[Opening EXCERPTED RECORDS section]

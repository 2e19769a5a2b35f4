//! Content graph construction: backlinks, assets, tag index, related links.
//!
//! Two strictly ordered passes over the document list. Pass one records
//! every document's metadata, body, and href, and accumulates cross-document
//! data (backlinks by target, tag listings). Pass two derives related links
//! from the completed tag index, so it must not start before pass one has
//! seen every document.

use crate::builder::BuildError;
use crate::config::{Config, LinkPolicy};
use crate::convert;
use crate::frontmatter::parse_frontmatter;
use crate::markdown::MarkdownProcessor;
use crate::models::{ListingLink, Site, Tag};
use arbor_types::{AssetPath, NodePath};
use std::collections::{BTreeMap, HashSet};
use std::fs;
use std::path::{Component, Path, PathBuf};

pub(crate) struct GraphBuilder<'a> {
    pub config: &'a Config,
    pub input_dir: &'a Path,
    pub processor: &'a MarkdownProcessor,
}

impl GraphBuilder<'_> {
    pub fn run(&self, documents: &[NodePath], site: &mut Site) -> Result<(), BuildError> {
        // Backlinks accumulate here during the sweep and land on the node
        // map as one batch write per target afterwards, so no foreign node
        // is mutated mid-iteration.
        let mut backlink_map: BTreeMap<NodePath, Vec<ListingLink>> = BTreeMap::new();
        let mut tag_index: BTreeMap<String, Tag> = BTreeMap::new();

        for np in documents {
            let raw = fs::read_to_string(np.as_path()).map_err(|source| BuildError::Io {
                path: np.as_path().to_path_buf(),
                source,
            })?;

            let (metadata, body) =
                parse_frontmatter(&raw).map_err(|source| BuildError::Frontmatter {
                    path: np.as_path().to_path_buf(),
                    source,
                })?;

            if metadata.draft {
                // Record the metadata so later draft checks can see it,
                // nothing else
                tracing::debug!(path = %np, "skipping draft");
                site.nodes.entry(np.clone()).or_default().metadata = metadata;
                continue;
            }

            let mut href = np.href_stem(self.input_dir);
            href.push_str(self.config.ext());

            let body_html = self.processor.render(&body, metadata.toc);
            let links = self.processor.extract_links(&body);

            tracing::debug!(
                path = %np,
                backlinks = links.backlinks.len(),
                images = links.images.len(),
                "extracted links"
            );

            let link = ListingLink {
                href: href.clone(),
                title: convert::title(&metadata.title, np.stem()),
                description: metadata.description.clone(),
                is_dir: np.is_index(),
                ..Default::default()
            };

            // Embedded images become assets to copy
            for target in &links.images {
                if let Some(resolved) = self.resolve_target(np, target)? {
                    site.assets.insert(AssetPath::new(resolved));
                }
            }

            // A wikilink target with an extension is a plain-file reference
            // (a linked rather than embedded image, say); anything else
            // names a document and records a backlink on it
            for target in &links.backlinks {
                let Some(resolved) = self.resolve_target(np, target)? else {
                    continue;
                };

                if resolved.extension().is_some() {
                    site.assets.insert(AssetPath::new(resolved));
                    continue;
                }

                let mut doc = resolved.into_os_string();
                doc.push(".md");
                backlink_map
                    .entry(NodePath::new(PathBuf::from(doc)))
                    .or_default()
                    .push(link.clone());
            }

            for name in &metadata.tags {
                let tag = tag_index.entry(name.clone()).or_insert_with(|| Tag {
                    name: name.clone(),
                    ..Default::default()
                });
                tag.count += 1;
                tag.links.push(link.clone());
            }

            let node = site.nodes.entry(np.clone()).or_default();
            node.href = href;
            node.body = body_html;
            node.metadata = metadata;
        }

        for (target, links) in backlink_map {
            site.nodes.entry(target).or_default().backlinks.extend(links);
        }

        // Pass two: documents sharing a tag are related
        for np in documents {
            let (draft, tags) = match site.nodes.get(np) {
                Some(node) => (node.metadata.draft, node.metadata.tags.clone()),
                None => continue,
            };

            if draft || tags.is_empty() {
                continue;
            }

            let related = self.related_links(np, &tags, &tag_index);

            if let Some(node) = site.nodes.get_mut(np) {
                node.related_links = related;
            }
        }

        // BTreeMap iteration gives the final ascending-by-name order
        site.tags = tag_index.into_values().collect();

        Ok(())
    }

    /// The union of all listings under `tags`, deduplicated by
    /// extension-stripped href and never containing `np` itself.
    fn related_links(
        &self,
        np: &NodePath,
        tags: &[String],
        tag_index: &BTreeMap<String, Tag>,
    ) -> Vec<ListingLink> {
        let own_stem = np.as_path().with_extension("");
        let mut seen: HashSet<String> = HashSet::new();
        let mut related = Vec::new();

        for name in tags {
            let Some(tag) = tag_index.get(name) else {
                continue;
            };

            for link in &tag.links {
                let stem = href_stem(&link.href);
                if self.input_dir.join(&stem) == own_stem {
                    continue;
                }
                if !seen.insert(stem) {
                    continue;
                }
                related.push(link.clone());
            }
        }

        related
    }

    /// Resolve a reference target against the document's directory,
    /// lexically normalizing `.` and `..` components. Targets escaping the
    /// input tree are fatal under `strict` and dropped under `lenient`.
    fn resolve_target(
        &self,
        doc: &NodePath,
        target: &str,
    ) -> Result<Option<PathBuf>, BuildError> {
        let base = doc.as_path().parent().unwrap_or(self.input_dir);
        let joined = base.join(target);

        let mut resolved = PathBuf::new();
        for component in joined.components() {
            match component {
                Component::CurDir => {}
                Component::ParentDir => {
                    resolved.pop();
                }
                other => resolved.push(other),
            }
        }

        if resolved.starts_with(self.input_dir) {
            return Ok(Some(resolved));
        }

        match self.config.link_policy {
            LinkPolicy::Strict => Err(BuildError::LinkOutsideTree {
                path: doc.as_path().to_path_buf(),
                target: target.to_string(),
            }),
            LinkPolicy::Lenient => {
                tracing::warn!(path = %doc, target, "dropping link outside the input tree");
                Ok(None)
            }
        }
    }
}

fn href_stem(href: &str) -> String {
    Path::new(href).with_extension("").to_string_lossy().to_string()
}

#[cfg(test)]
mod tests {
    use super::*;
    use std::fs;
    use tempfile::TempDir;

    struct Fixture {
        dir: TempDir,
        config: Config,
    }

    impl Fixture {
        fn new() -> Self {
            Self {
                dir: TempDir::new().unwrap(),
                config: Config::default(),
            }
        }

        fn write(&self, rel: &str, content: &str) -> NodePath {
            let path = self.dir.path().join(rel);
            if let Some(parent) = path.parent() {
                fs::create_dir_all(parent).unwrap();
            }
            fs::write(&path, content).unwrap();
            NodePath::new(path)
        }

        fn run(&self, documents: &[NodePath]) -> Result<Site, BuildError> {
            let processor = MarkdownProcessor::new(false, "InspiredGitHub", true);
            let builder = GraphBuilder {
                config: &self.config,
                input_dir: self.dir.path(),
                processor: &processor,
            };
            let mut site = Site::default();
            site.documents = documents.to_vec();
            builder.run(documents, &mut site)?;
            Ok(site)
        }
    }

    #[test]
    fn test_backlink_symmetry() {
        let fx = Fixture::new();
        let a = fx.write("a.md", "---\ntitle: A\n---\nSee [[b]].");
        let b = fx.write("b.md", "---\ntitle: B\n---\nNothing here.");

        let site = fx.run(&[a, b.clone()]).unwrap();

        let backlinks = &site.nodes[&b].backlinks;
        assert_eq!(backlinks.len(), 1);
        assert_eq!(backlinks[0].href, "a.html");
        assert_eq!(backlinks[0].title, "A");
    }

    #[test]
    fn test_forward_reference_into_later_document() {
        let fx = Fixture::new();
        // a is processed before b exists in the node map; the write must
        // still land
        let a = fx.write("a.md", "[[sub/b]]");
        let b = fx.write("sub/b.md", "text");

        let site = fx.run(&[a, b.clone()]).unwrap();
        assert_eq!(site.nodes[&b].backlinks.len(), 1);
    }

    #[test]
    fn test_relative_backlink_target() {
        let fx = Fixture::new();
        let a = fx.write("sub/a.md", "[[../b]]");
        let b = fx.write("b.md", "text");

        let site = fx.run(&[a, b.clone()]).unwrap();
        assert_eq!(site.nodes[&b].backlinks.len(), 1);
        assert_eq!(site.nodes[&b].backlinks[0].href, "sub/a.html");
    }

    #[test]
    fn test_related_links_shared_tag() {
        let fx = Fixture::new();
        let a = fx.write("a.md", "---\ntitle: A\ntags: [x]\n---\ntext");
        let b = fx.write("b.md", "---\ntitle: B\ntags: [x]\n---\ntext");

        let site = fx.run(&[a.clone(), b.clone()]).unwrap();

        assert_eq!(site.tags.len(), 1);
        assert_eq!(site.tags[0].name, "x");
        assert_eq!(site.tags[0].count, 2);
        assert_eq!(site.tags[0].links.len(), 2);

        let a_related = &site.nodes[&a].related_links;
        assert_eq!(a_related.len(), 1);
        assert_eq!(a_related[0].title, "B");

        let b_related = &site.nodes[&b].related_links;
        assert_eq!(b_related.len(), 1);
        assert_eq!(b_related[0].title, "A");
    }

    #[test]
    fn test_related_links_dedup_and_self_exclusion() {
        let fx = Fixture::new();
        // Two shared tags would list each other twice without dedup
        let a = fx.write("a.md", "---\ntags: [x, y]\n---\ntext");
        let b = fx.write("b.md", "---\ntags: [x, y]\n---\ntext");

        let site = fx.run(&[a.clone(), b]).unwrap();

        let related = &site.nodes[&a].related_links;
        assert_eq!(related.len(), 1);
        assert!(related.iter().all(|l| l.href != "a.html"));
    }

    #[test]
    fn test_tags_sorted_ascending() {
        let fx = Fixture::new();
        let a = fx.write("a.md", "---\ntags: [zebra, apple, mango]\n---\ntext");

        let site = fx.run(&[a]).unwrap();
        let names: Vec<_> = site.tags.iter().map(|t| t.name.as_str()).collect();
        assert_eq!(names, vec!["apple", "mango", "zebra"]);
    }

    #[test]
    fn test_draft_records_metadata_only() {
        let fx = Fixture::new();
        let d = fx.write("d.md", "---\ntitle: WIP\ndraft: true\ntags: [x]\n---\ntext");

        let site = fx.run(&[d.clone()]).unwrap();

        let node = &site.nodes[&d];
        assert!(node.metadata.draft);
        assert!(node.body.is_empty());
        assert!(node.href.is_empty());
        // Draft tags don't reach the tag index
        assert!(site.tags.is_empty());
        assert!(node.related_links.is_empty());
    }

    #[test]
    fn test_image_and_file_links_become_assets() {
        let fx = Fixture::new();
        let a = fx.write("sub/a.md", "![shot](shot.png)\n\n[[diagram.svg]]");

        let site = fx.run(&[a]).unwrap();

        let assets: Vec<_> = site
            .assets
            .iter()
            .map(|a| a.as_path().to_path_buf())
            .collect();
        assert!(assets.contains(&fx.dir.path().join("sub/shot.png")));
        assert!(assets.contains(&fx.dir.path().join("sub/diagram.svg")));
        // The file link produced no backlink target
        assert!(site.nodes.values().all(|n| n.backlinks.is_empty()));
    }

    #[test]
    fn test_strict_policy_rejects_escaping_link() {
        let fx = Fixture::new();
        let a = fx.write("a.md", "[[../../outside]]");

        let err = fx.run(&[a]).unwrap_err();
        assert!(matches!(err, BuildError::LinkOutsideTree { .. }));
    }

    #[test]
    fn test_lenient_policy_drops_escaping_link() {
        let mut fx = Fixture::new();
        fx.config.link_policy = LinkPolicy::Lenient;
        let a = fx.write("a.md", "[[../../outside]]\n\n[[b]]");
        let b = fx.write("b.md", "text");

        let site = fx.run(&[a, b.clone()]).unwrap();
        // The in-tree link still lands; the escaping one is gone
        assert_eq!(site.nodes[&b].backlinks.len(), 1);
    }

    #[test]
    fn test_unreadable_document_is_fatal() {
        let fx = Fixture::new();
        let missing = NodePath::new(fx.dir.path().join("absent.md"));

        let err = fx.run(&[missing]).unwrap_err();
        assert!(matches!(err, BuildError::Io { .. }));
    }

    #[test]
    fn test_index_backlink_marked_as_dir() {
        let fx = Fixture::new();
        let idx = fx.write("sub/index.md", "---\ntitle: Sub\n---\n[[../a]]");
        let a = fx.write("a.md", "text");

        let site = fx.run(&[a.clone(), idx]).unwrap();
        let backlinks = &site.nodes[&a].backlinks;
        assert_eq!(backlinks.len(), 1);
        assert!(backlinks[0].is_dir);
    }
}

[Closing EXCERPTED RECORDS section]

> PROBLEM DESCRIPTION
Work out how many lines of the data include the word "here", and write that number alone.

> RESPONSE FOR THIS EXERCISE
2